George Henry Pope (27 January 1911 – 29 October 1993) was an English cricketer, who played for Derbyshire from 1933 to 1948, and in one Test for England in 1947.

He played 169 matches for Derbyshire, and as a bowler, he took 677 wickets at 19.92; as a batsman he had a career average of 28.05. He missed most of Derbyshire's Championship season in 1936 through injury, but improved steadily as both batsman and bowler before the war and came close to a Test place (he was in the party for Trent Bridge in 1938 and was chosen for the abortive tour of India in 1939–40). He missed 1946 because he was committed to League cricket but in 1947 he received his one cap, against South Africa at Lord's.
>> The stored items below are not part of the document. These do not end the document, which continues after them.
//! Transient pointer states: an active drag or a pending promotion.
//!
//! Both live in one enum so that at most one of them can exist at a time.

use shakmaty::Piece;
use tracing::{debug, instrument};

use crate::coords::{BoardSquare, Point, pointer_overlay_origin, square_overlay_origin};

/// A piece being dragged by the pointer.
#[derive(Debug, Clone, Copy, PartialEq)]
pub struct DragSession {
    /// Square the piece was picked up from.
    pub origin: BoardSquare,
    /// The dragged piece.
    pub piece: Piece,
    /// Last pointer position, in widget pixels.
    pub pointer: Point,
    /// Square currently under the pointer, if it is over the board.
    pub hovered: Option<BoardSquare>,
}

impl DragSession {
    /// Where the dragged piece is drawn: centered under the pointer.
    pub fn overlay_origin(&self, cell_size: f64) -> Point {
        pointer_overlay_origin(self.pointer, cell_size)
    }
}

/// A pawn move to the last rank waiting for a piece choice.
#[derive(Debug, Clone, Copy, PartialEq)]
pub struct PromotionRequest {
    /// Square the pawn left.
    pub origin: BoardSquare,
    /// Square the pawn reaches.
    pub target: BoardSquare,
    /// The promoting pawn.
    pub piece: Piece,
    /// Frozen overlay anchor of the pawn, on the target cell.
    pub overlay: Point,
}

impl PromotionRequest {
    /// Re-pins the frozen pawn to the target cell after a layout change.
    #[instrument(skip(self))]
    pub fn pin(&mut self, reversed: bool, cell_size: f64) {
        self.overlay = square_overlay_origin(self.target, reversed, cell_size);
    }
}

/// Gesture state of the board.
#[derive(Debug, Clone, Copy, PartialEq, Default)]
pub enum Gesture {
    /// No pointer interaction in progress.
    #[default]
    Idle,
    /// A piece is being dragged.
    Dragging(DragSession),
    /// A promotion choice blocks all other input.
    PendingPromotion(PromotionRequest),
}

impl Gesture {
    /// Whether the board is idle.
    pub fn is_idle(&self) -> bool {
        matches!(self, Gesture::Idle)
    }

    /// Active drag session, if any.
    pub fn drag(&self) -> Option<&DragSession> {
        match self {
            Gesture::Dragging(session) => Some(session),
            _ => None,
        }
    }

    /// Pending promotion request, if any.
    pub fn promotion(&self) -> Option<&PromotionRequest> {
        match self {
            Gesture::PendingPromotion(request) => Some(request),
            _ => None,
        }
    }

    /// Updates the pointer and hovered square of an active drag.
    ///
    /// Does nothing in any other state.
    pub fn track(&mut self, pointer: Point, hovered: Option<BoardSquare>) {
        if let Gesture::Dragging(session) = self {
            session.pointer = pointer;
            session.hovered = hovered;
        }
    }

    /// Abandons an active drag. Idle and pending promotion are left as-is.
    pub fn cancel_drag(&mut self) -> bool {
        if let Gesture::Dragging(session) = self {
            debug!(origin = %session.origin, "Drag cancelled");
            *self = Gesture::Idle;
            true
        } else {
            false
        }
    }

    /// Takes the active drag session, leaving the board idle.
    pub fn take_drag(&mut self) -> Option<DragSession> {
        match std::mem::take(self) {
            Gesture::Dragging(session) => Some(session),
            other => {
                *self = other;
                None
            }
        }
    }
}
In 1948 he did the double for the second time - hitting 207 not out at Portsmouth - but promptly decided to retire to Jersey because of his wife's health. He came back to play more League cricket and stand as a first-class umpire between 1966 and 1974. He was mellower by then. The writer Michael Parkinson recalled playing a League game against Sheffield, when they were effectively Mr Pope's XI. He would rap you on the pads, look ruefully down the wicket and say to himself: `Nice little leg-cutter that, George. Just a little bit too much, perhaps. What do you think, Mr Umpire?' And the poor besotted creature was bound to agree, as he invariably did the next time Mr Pope struck the pads and this time bellowed a demand for lbw.

Life and career
Pope was born at Tibshelf, Derbyshire, and followed his older brother Alf Pope into the Derbyshire side in 1933. He made his debut in an innings victory against Worcestershire and played one more first-class match that season. He became a regular player in 1934 and 1935. In 1936 a cartilage injury early in the season caused him to miss all but a handful of matches in the county's County Championship-winning side. He returned in 1937 and scored more than 1,000 runs with 92 wickets, and toured India with Lord Tennyson's XI in 1937–38.

Pope was Derbyshire's leading all-rounder in both 1938 and 1939, achieving the all-rounder's double of 1,000 runs and 100 wickets in 1938. He played League cricket in 1946, the first season after World War II, but returned to Derbyshire for 1947, when he took 114 wickets. He was back again in 1948, when he completed the second double of his career and made his highest score, an unbeaten 207 against Hampshire at Portsmouth, sharing an unbroken seventh wicket stand of 241 with Albert Rhodes that remained the county's record until 2000.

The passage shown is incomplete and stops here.